(Data excerpts)
————
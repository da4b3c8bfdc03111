//! Color parsing and normalization.
//!
//! Colors are parsed with `cssparser` into an 8-bit RGBA [`Color`]. The style
//! engine normalizes color-valued properties into `rgba()` text, and the
//! interpolation engine normalizes string output ranges the same way before
//! extracting their numeric tokens.

use cssparser::{ParseError, Parser, ParserInput, Token};

use crate::util::format_number;

/// RGBA color (8 bits per channel).
#[derive(Debug, Clone, Copy, PartialEq, Eq, Hash, Default)]
pub struct Color {
    pub r: u8,
    pub g: u8,
    pub b: u8,
    pub a: u8,
}

impl Color {
    pub const BLACK: Color = Color {
        r: 0,
        g: 0,
        b: 0,
        a: 255,
    };
    pub const WHITE: Color = Color {
        r: 255,
        g: 255,
        b: 255,
        a: 255,
    };
    pub const TRANSPARENT: Color = Color {
        r: 0,
        g: 0,
        b: 0,
        a: 0,
    };

    /// Create a new opaque color.
    pub fn rgb(r: u8, g: u8, b: u8) -> Self {
        Self { r, g, b, a: 255 }
    }

    /// Create a new color with alpha.
    pub fn rgba(r: u8, g: u8, b: u8, a: u8) -> Self {
        Self { r, g, b, a }
    }

    /// Alpha as a fraction in `[0, 1]`.
    pub fn alpha(&self) -> f64 {
        self.a as f64 / 255.0
    }

    /// Style-engine form: `rgba(r,g,b,a)` with the alpha multiplied by
    /// `opacity` and fixed to two decimals.
    pub fn to_css_rgba(&self, opacity: f64) -> String {
        format!(
            "rgba({},{},{},{:.2})",
            self.r,
            self.g,
            self.b,
            self.alpha() * opacity
        )
    }

    /// Interpolation form: `rgba(r, g, b, a)` with a shortest-form alpha.
    pub fn to_spaced_rgba(&self) -> String {
        format!(
            "rgba({}, {}, {}, {})",
            self.r,
            self.g,
            self.b,
            format_number(self.alpha())
        )
    }
}

/// Parse a CSS color string.
///
/// Returns `None` for anything that is not a concrete color, including
/// `currentcolor`, CSS-wide keywords and `var()` references.
pub fn parse_color(value: &str) -> Option<Color> {
    let mut input = ParserInput::new(value.trim());
    let mut parser = Parser::new(&mut input);
    let color = parse_color_value(&mut parser)?;
    parser.expect_exhausted().ok()?;
    Some(color)
}

/// Normalize a color-valued style string to `rgba(r,g,b,a)`.
///
/// Unparseable values (keywords, `var()`) are returned unchanged.
pub fn normalize_color(value: &str, opacity: f64) -> String {
    match parse_color(value) {
        Some(color) => color.to_css_rgba(opacity),
        None => value.to_string(),
    }
}

pub(crate) fn parse_color_value(input: &mut Parser<'_, '_>) -> Option<Color> {
    if let Ok(ident) = input.try_parse(|i| i.expect_ident_cloned()) {
        return named_color(&ident.to_ascii_lowercase());
    }

    // cssparser yields IDHash for `#abc` and Hash for `#123`; check the token
    // type inside try_parse so the position resets on the wrong variant.
    if let Ok(hash) = input.try_parse(|i| -> Result<_, ParseError<'_, ()>> {
        match i.next()? {
            Token::IDHash(h) | Token::Hash(h) => Ok(h.clone()),
            _ => Err(i.new_custom_error(())),
        }
    }) {
        return parse_hex_color(hash.as_ref());
    }

    if let Ok(color) = input.try_parse(parse_rgb_function) {
        return Some(color);
    }

    if let Ok(color) = input.try_parse(parse_hsl_function) {
        return Some(color);
    }

    None
}

fn parse_hex_color(hex: &str) -> Option<Color> {
    if !hex.is_ascii() {
        return None;
    }
    let nibble = |i: usize| u8::from_str_radix(&hex[i..i + 1], 16).ok().map(|v| v * 17);
    let byte = |i: usize| u8::from_str_radix(&hex[i..i + 2], 16).ok();
    match hex.len() {
        3 => Some(Color::rgb(nibble(0)?, nibble(1)?, nibble(2)?)),
        4 => Some(Color::rgba(nibble(0)?, nibble(1)?, nibble(2)?, nibble(3)?)),
        6 => Some(Color::rgb(byte(0)?, byte(2)?, byte(4)?)),
        8 => Some(Color::rgba(byte(0)?, byte(2)?, byte(4)?, byte(6)?)),
        _ => None,
    }
}

/// `rgb()`/`rgba()` with comma or space separated channels and optional alpha.
fn parse_rgb_function<'i, 't>(input: &mut Parser<'i, 't>) -> Result<Color, ParseError<'i, ()>> {
    let name = input.expect_function()?.clone();
    if !name.eq_ignore_ascii_case("rgb") && !name.eq_ignore_ascii_case("rgba") {
        return Err(input.new_custom_error(()));
    }
    input.parse_nested_block(|input| {
        let r = parse_rgb_component(input)?;
        let commas = input.try_parse(|i| i.expect_comma()).is_ok();
        let g = parse_rgb_component(input)?;
        if commas {
            input.expect_comma()?;
        }
        let b = parse_rgb_component(input)?;
        let a = parse_optional_alpha(input, commas)?;
        Ok(Color::rgba(r, g, b, a))
    })
}

fn parse_hsl_function<'i, 't>(input: &mut Parser<'i, 't>) -> Result<Color, ParseError<'i, ()>> {
    let name = input.expect_function()?.clone();
    if !name.eq_ignore_ascii_case("hsl") && !name.eq_ignore_ascii_case("hsla") {
        return Err(input.new_custom_error(()));
    }
    input.parse_nested_block(|input| {
        let location = input.current_source_location();
        let hue = match input.next()? {
            Token::Number { value, .. } => *value as f64,
            Token::Dimension { value, unit, .. } if unit.eq_ignore_ascii_case("deg") => {
                *value as f64
            }
            _ => return Err(location.new_custom_error(())),
        };
        let commas = input.try_parse(|i| i.expect_comma()).is_ok();
        let saturation = input.expect_percentage()? as f64;
        if commas {
            input.expect_comma()?;
        }
        let lightness = input.expect_percentage()? as f64;
        let a = parse_optional_alpha(input, commas)?;
        let (r, g, b) = hsl_to_rgb(hue, saturation, lightness);
        Ok(Color::rgba(r, g, b, a))
    })
}

fn parse_rgb_component<'i, 't>(input: &mut Parser<'i, 't>) -> Result<u8, ParseError<'i, ()>> {
    let location = input.current_source_location();
    match input.next()? {
        Token::Number { value, .. } => Ok(value.round().clamp(0.0, 255.0) as u8),
        Token::Percentage { unit_value, .. } => {
            Ok((unit_value * 255.0).round().clamp(0.0, 255.0) as u8)
        }
        _ => Err(location.new_custom_error(())),
    }
}

fn parse_optional_alpha<'i, 't>(
    input: &mut Parser<'i, 't>,
    commas: bool,
) -> Result<u8, ParseError<'i, ()>> {
    if input.is_exhausted() {
        return Ok(255);
    }
    if commas {
        input.expect_comma()?;
    } else {
        input.expect_delim('/')?;
    }
    let location = input.current_source_location();
    let alpha = match input.next()? {
        Token::Number { value, .. } => *value,
        Token::Percentage { unit_value, .. } => *unit_value,
        _ => return Err(location.new_custom_error(())),
    };
    Ok((alpha.clamp(0.0, 1.0) * 255.0).round() as u8)
}

fn hsl_to_rgb(hue: f64, saturation: f64, lightness: f64) -> (u8, u8, u8) {
    let h = (((hue % 360.0) + 360.0) % 360.0) / 360.0;
    let s = saturation.clamp(0.0, 1.0);
    let l = lightness.clamp(0.0, 1.0);

    let q = if l < 0.5 { l * (1.0 + s) } else { l + s - l * s };
    let p = 2.0 * l - q;

    let channel = |mut t: f64| {
        if t < 0.0 {
            t += 1.0;
        }
        if t > 1.0 {
            t -= 1.0;
        }
        let v = if t < 1.0 / 6.0 {
            p + (q - p) * 6.0 * t
        } else if t < 0.5 {
            q
        } else if t < 2.0 / 3.0 {
            p + (q - p) * (2.0 / 3.0 - t) * 6.0
        } else {
            p
        };
        (v * 255.0).round().clamp(0.0, 255.0) as u8
    };

    (channel(h + 1.0 / 3.0), channel(h), channel(h - 1.0 / 3.0))
}

fn named_color(name: &str) -> Option<Color> {
    let color = match name {
        "transparent" => Color::TRANSPARENT,
        "black" => Color::BLACK,
        "white" => Color::WHITE,
        "red" => Color::rgb(255, 0, 0),
        "green" => Color::rgb(0, 128, 0),
        "lime" => Color::rgb(0, 255, 0),
        "blue" => Color::rgb(0, 0, 255),
        "yellow" => Color::rgb(255, 255, 0),
        "cyan" | "aqua" => Color::rgb(0, 255, 255),
        "magenta" | "fuchsia" => Color::rgb(255, 0, 255),
        "gray" | "grey" => Color::rgb(128, 128, 128),
        "silver" => Color::rgb(192, 192, 192),
        "maroon" => Color::rgb(128, 0, 0),
        "olive" => Color::rgb(128, 128, 0),
        "purple" => Color::rgb(128, 0, 128),
        "teal" => Color::rgb(0, 128, 128),
        "navy" => Color::rgb(0, 0, 128),
        "orange" => Color::rgb(255, 165, 0),
        "pink" => Color::rgb(255, 192, 203),
        "brown" => Color::rgb(165, 42, 42),
        "gold" => Color::rgb(255, 215, 0),
        "indigo" => Color::rgb(75, 0, 130),
        "violet" => Color::rgb(238, 130, 238),
        "coral" => Color::rgb(255, 127, 80),
        "salmon" => Color::rgb(250, 128, 114),
        "tomato" => Color::rgb(255, 99, 71),
        "crimson" => Color::rgb(220, 20, 60),
        "khaki" => Color::rgb(240, 230, 140),
        "beige" => Color::rgb(245, 245, 220),
        "ivory" => Color::rgb(255, 255, 240),
        "lavender" => Color::rgb(230, 230, 250),
        "turquoise" => Color::rgb(64, 224, 208),
        "tan" => Color::rgb(210, 180, 140),
        "skyblue" => Color::rgb(135, 206, 235),
        "steelblue" => Color::rgb(70, 130, 180),
        "royalblue" => Color::rgb(65, 105, 225),
        "dodgerblue" => Color::rgb(30, 144, 255),
        "darkgray" | "darkgrey" => Color::rgb(169, 169, 169),
        "lightgray" | "lightgrey" => Color::rgb(211, 211, 211),
        "dimgray" | "dimgrey" => Color::rgb(105, 105, 105),
        "whitesmoke" => Color::rgb(245, 245, 245),
        "gainsboro" => Color::rgb(220, 220, 220),
        "darkred" => Color::rgb(139, 0, 0),
        "darkgreen" => Color::rgb(0, 100, 0),
        "darkblue" => Color::rgb(0, 0, 139),
        "lightblue" => Color::rgb(173, 216, 230),
        "lightgreen" => Color::rgb(144, 238, 144),
        "rebeccapurple" => Color::rgb(102, 51, 153),
        _ => return None,
    };
    Some(color)
}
————
- **Exercise details**
Search the data above for the string "saturation" and return every line that has it.

- **Exercise output**
        let saturation = input.expect_percentage()? as f64;
        let (r, g, b) = hsl_to_rgb(hue, saturation, lightness);
fn hsl_to_rgb(hue: f64, saturation: f64, lightness: f64) -> (u8, u8, u8) {
    let s = saturation.clamp(0.0, 1.0);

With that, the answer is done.